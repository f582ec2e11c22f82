//! TCP link provider
//!
//! The shipping `LinkProvider`: plain TCP sockets whose fd can be handed to
//! the in-kernel hmdfs driver. Session setup is a symmetric exchange of the
//! 64-byte cid field and the 32-byte session master key — the opener
//! generates the key, the acceptor adopts it. This is the LAN/dev-grade
//! transport; deployments with a platform connection bus plug their own
//! provider in instead.

use std::io::{Read, Write};
use std::net::{Shutdown, SocketAddr, TcpListener, TcpStream};
use std::os::unix::io::{AsRawFd, RawFd};
use std::sync::atomic::{AtomicBool, AtomicI32, Ordering};
use std::sync::Arc;
use std::thread::JoinHandle;
use std::time::Duration;

use parking_lot::Mutex;
use tracing::{debug, error, info, warn};

use hmdfsd_core::{cid_from_buf, copy_cid, AgentError, DeviceInfo, LinkType, CID_MAX_LEN, KEY_MAX_LEN};

use crate::network_agent::{LinkProvider, SessionAcceptor};
use crate::platform::StaticPlatform;
use crate::session::Session;

/// cid → socket address lookup for outbound opens
pub trait PeerResolver: Send + Sync {
    fn resolve(&self, cid: &str) -> Option<SocketAddr>;
}

impl PeerResolver for StaticPlatform {
    fn resolve(&self, cid: &str) -> Option<SocketAddr> {
        self.peer(cid).and_then(|p| p.address.parse().ok())
    }
}

static NEXT_SESSION_ID: AtomicI32 = AtomicI32::new(1);

/// One established TCP link to a peer
pub struct TcpSession {
    stream: Mutex<Option<TcpStream>>,
    fd: RawFd,
    cid: String,
    key: [u8; KEY_MAX_LEN],
    id: i32,
    from_server: bool,
    listener_enabled: AtomicBool,
}

impl TcpSession {
    fn new(stream: TcpStream, cid: String, key: [u8; KEY_MAX_LEN], from_server: bool) -> Self {
        Self {
            fd: stream.as_raw_fd(),
            stream: Mutex::new(Some(stream)),
            cid,
            key,
            id: NEXT_SESSION_ID.fetch_add(1, Ordering::Relaxed),
            from_server,
            listener_enabled: AtomicBool::new(true),
        }
    }
}

impl Session for TcpSession {
    fn is_from_server(&self) -> bool {
        self.from_server
    }

    fn cid(&self) -> &str {
        &self.cid
    }

    fn handle(&self) -> RawFd {
        self.fd
    }

    fn session_id(&self) -> i32 {
        self.id
    }

    fn key(&self) -> &[u8; KEY_MAX_LEN] {
        &self.key
    }

    fn link_type(&self) -> LinkType {
        LinkType::Ap
    }

    fn release(&self) {
        let mut slot = self.stream.lock();
        if let Some(stream) = slot.take() {
            if let Err(e) = stream.shutdown(Shutdown::Both) {
                debug!("shutdown of session {} failed: {e}", self.id);
            }
        }
    }

    fn disable_listener(&self) {
        self.listener_enabled.store(false, Ordering::SeqCst);
    }
}

struct ListenerState {
    stop: Arc<AtomicBool>,
    thread: JoinHandle<()>,
    port: u16,
}

pub struct TcpLinkProvider {
    local_cid: String,
    listen_port: u16,
    connect_timeout: Duration,
    resolver: Arc<dyn PeerResolver>,
    listener: Mutex<Option<ListenerState>>,
}

impl TcpLinkProvider {
    pub fn new(
        local_cid: impl Into<String>,
        listen_port: u16,
        connect_timeout: Duration,
        resolver: Arc<dyn PeerResolver>,
    ) -> Self {
        Self {
            local_cid: local_cid.into(),
            listen_port,
            connect_timeout,
            resolver,
            listener: Mutex::new(None),
        }
    }

    /// Port the accept loop is bound to, once the domain is joined
    pub fn local_port(&self) -> Option<u16> {
        self.listener.lock().as_ref().map(|l| l.port)
    }

    fn accept_loop(
        listener: TcpListener,
        local_cid: String,
        acceptor: SessionAcceptor,
        stop: Arc<AtomicBool>,
    ) {
        while !stop.load(Ordering::SeqCst) {
            match listener.accept() {
                Ok((stream, peer)) => {
                    debug!("inbound link from {peer}");
                    match accept_handshake(stream, &local_cid) {
                        Ok(session) => acceptor(Arc::new(session)),
                        Err(e) => warn!("inbound handshake failed: {e}"),
                    }
                }
                Err(e) if e.kind() == std::io::ErrorKind::WouldBlock => {
                    std::thread::sleep(Duration::from_millis(50));
                }
                Err(e) => {
                    error!("accept failed: {e}");
                    break;
                }
            }
        }
        debug!("accept loop exited");
    }
}

const HANDSHAKE_TIMEOUT: Duration = Duration::from_secs(5);

fn opener_handshake(
    mut stream: TcpStream,
    local_cid: &str,
    expected_cid: &str,
) -> Result<TcpSession, AgentError> {
    let io_err = |e: std::io::Error| AgentError::OpenSession {
        cid: expected_cid.to_string(),
        reason: e.to_string(),
    };

    stream.set_read_timeout(Some(HANDSHAKE_TIMEOUT)).map_err(io_err)?;
    stream.set_write_timeout(Some(HANDSHAKE_TIMEOUT)).map_err(io_err)?;

    let cid_buf = copy_cid(local_cid).map_err(|e| AgentError::OpenSession {
        cid: expected_cid.to_string(),
        reason: e.to_string(),
    })?;
    let mut key = [0u8; KEY_MAX_LEN];
    getrandom::getrandom(&mut key).map_err(|e| AgentError::OpenSession {
        cid: expected_cid.to_string(),
        reason: e.to_string(),
    })?;

    stream.write_all(&cid_buf).map_err(io_err)?;
    stream.write_all(&key).map_err(io_err)?;

    let mut peer_cid_buf = [0u8; CID_MAX_LEN];
    stream.read_exact(&mut peer_cid_buf).map_err(io_err)?;
    let peer_cid = cid_from_buf(&peer_cid_buf);
    if peer_cid != expected_cid {
        return Err(AgentError::OpenSession {
            cid: expected_cid.to_string(),
            reason: format!("peer identified as {peer_cid}"),
        });
    }

    stream.set_read_timeout(None).ok();
    stream.set_write_timeout(None).ok();
    Ok(TcpSession::new(stream, peer_cid, key, false))
}

fn accept_handshake(mut stream: TcpStream, local_cid: &str) -> Result<TcpSession, AgentError> {
    let io_err = |e: std::io::Error| AgentError::Domain(e.to_string());

    stream.set_read_timeout(Some(HANDSHAKE_TIMEOUT)).map_err(io_err)?;
    stream.set_write_timeout(Some(HANDSHAKE_TIMEOUT)).map_err(io_err)?;

    let mut peer_cid_buf = [0u8; CID_MAX_LEN];
    stream.read_exact(&mut peer_cid_buf).map_err(io_err)?;
    let mut key = [0u8; KEY_MAX_LEN];
    stream.read_exact(&mut key).map_err(io_err)?;

    let cid_buf = copy_cid(local_cid).map_err(|e| AgentError::Domain(e.to_string()))?;
    stream.write_all(&cid_buf).map_err(io_err)?;

    stream.set_read_timeout(None).ok();
    stream.set_write_timeout(None).ok();
    Ok(TcpSession::new(
        stream,
        cid_from_buf(&peer_cid_buf),
        key,
        true,
    ))
}

impl LinkProvider for TcpLinkProvider {
    fn join_domain(&self, acceptor: SessionAcceptor) -> Result<(), AgentError> {
        let mut slot = self.listener.lock();
        if slot.is_some() {
            return Err(AgentError::Domain("domain already joined".into()));
        }

        let listener = TcpListener::bind(("0.0.0.0", self.listen_port))
            .map_err(|e| AgentError::Domain(format!("bind failed: {e}")))?;
        listener
            .set_nonblocking(true)
            .map_err(|e| AgentError::Domain(e.to_string()))?;
        let port = listener
            .local_addr()
            .map_err(|e| AgentError::Domain(e.to_string()))?
            .port();

        let stop = Arc::new(AtomicBool::new(false));
        let thread = {
            let local_cid = self.local_cid.clone();
            let stop = Arc::clone(&stop);
            std::thread::Builder::new()
                .name("hmdfs-accept".into())
                .spawn(move || Self::accept_loop(listener, local_cid, acceptor, stop))
                .map_err(|e| AgentError::Domain(e.to_string()))?
        };

        *slot = Some(ListenerState { stop, thread, port });
        info!("joined link domain on port {port}");
        Ok(())
    }

    fn quit_domain(&self) {
        if let Some(state) = self.listener.lock().take() {
            state.stop.store(true, Ordering::SeqCst);
            if state.thread.join().is_err() {
                error!("accept thread panicked");
            }
            info!("quit link domain");
        }
    }

    fn open_session(
        &self,
        info: &DeviceInfo,
        link_type: LinkType,
    ) -> Result<Arc<dyn Session>, AgentError> {
        let cid = info
            .cid()
            .map_err(|_| AgentError::Domain("cid unset".into()))?;
        let addr = self.resolver.resolve(cid).ok_or_else(|| AgentError::OpenSession {
            cid: cid.to_string(),
            reason: "no address for peer".into(),
        })?;

        debug!("opening {link_type} session to {cid} at {addr}");
        let stream =
            TcpStream::connect_timeout(&addr, self.connect_timeout).map_err(|e| {
                AgentError::OpenSession {
                    cid: cid.to_string(),
                    reason: e.to_string(),
                }
            })?;

        let session = opener_handshake(stream, &self.local_cid, cid)?;
        info!(
            "opened session {} to {cid}, fd {}",
            session.session_id(),
            session.handle()
        );
        Ok(Arc::new(session))
    }

    fn close_session(&self, session: &dyn Session) {
        session.release();
    }
}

What the task asks:
Pull every line with the string "struct" out of the material.

Solution to this problem:
pub struct TcpSession {
struct ListenerState {
pub struct TcpLinkProvider {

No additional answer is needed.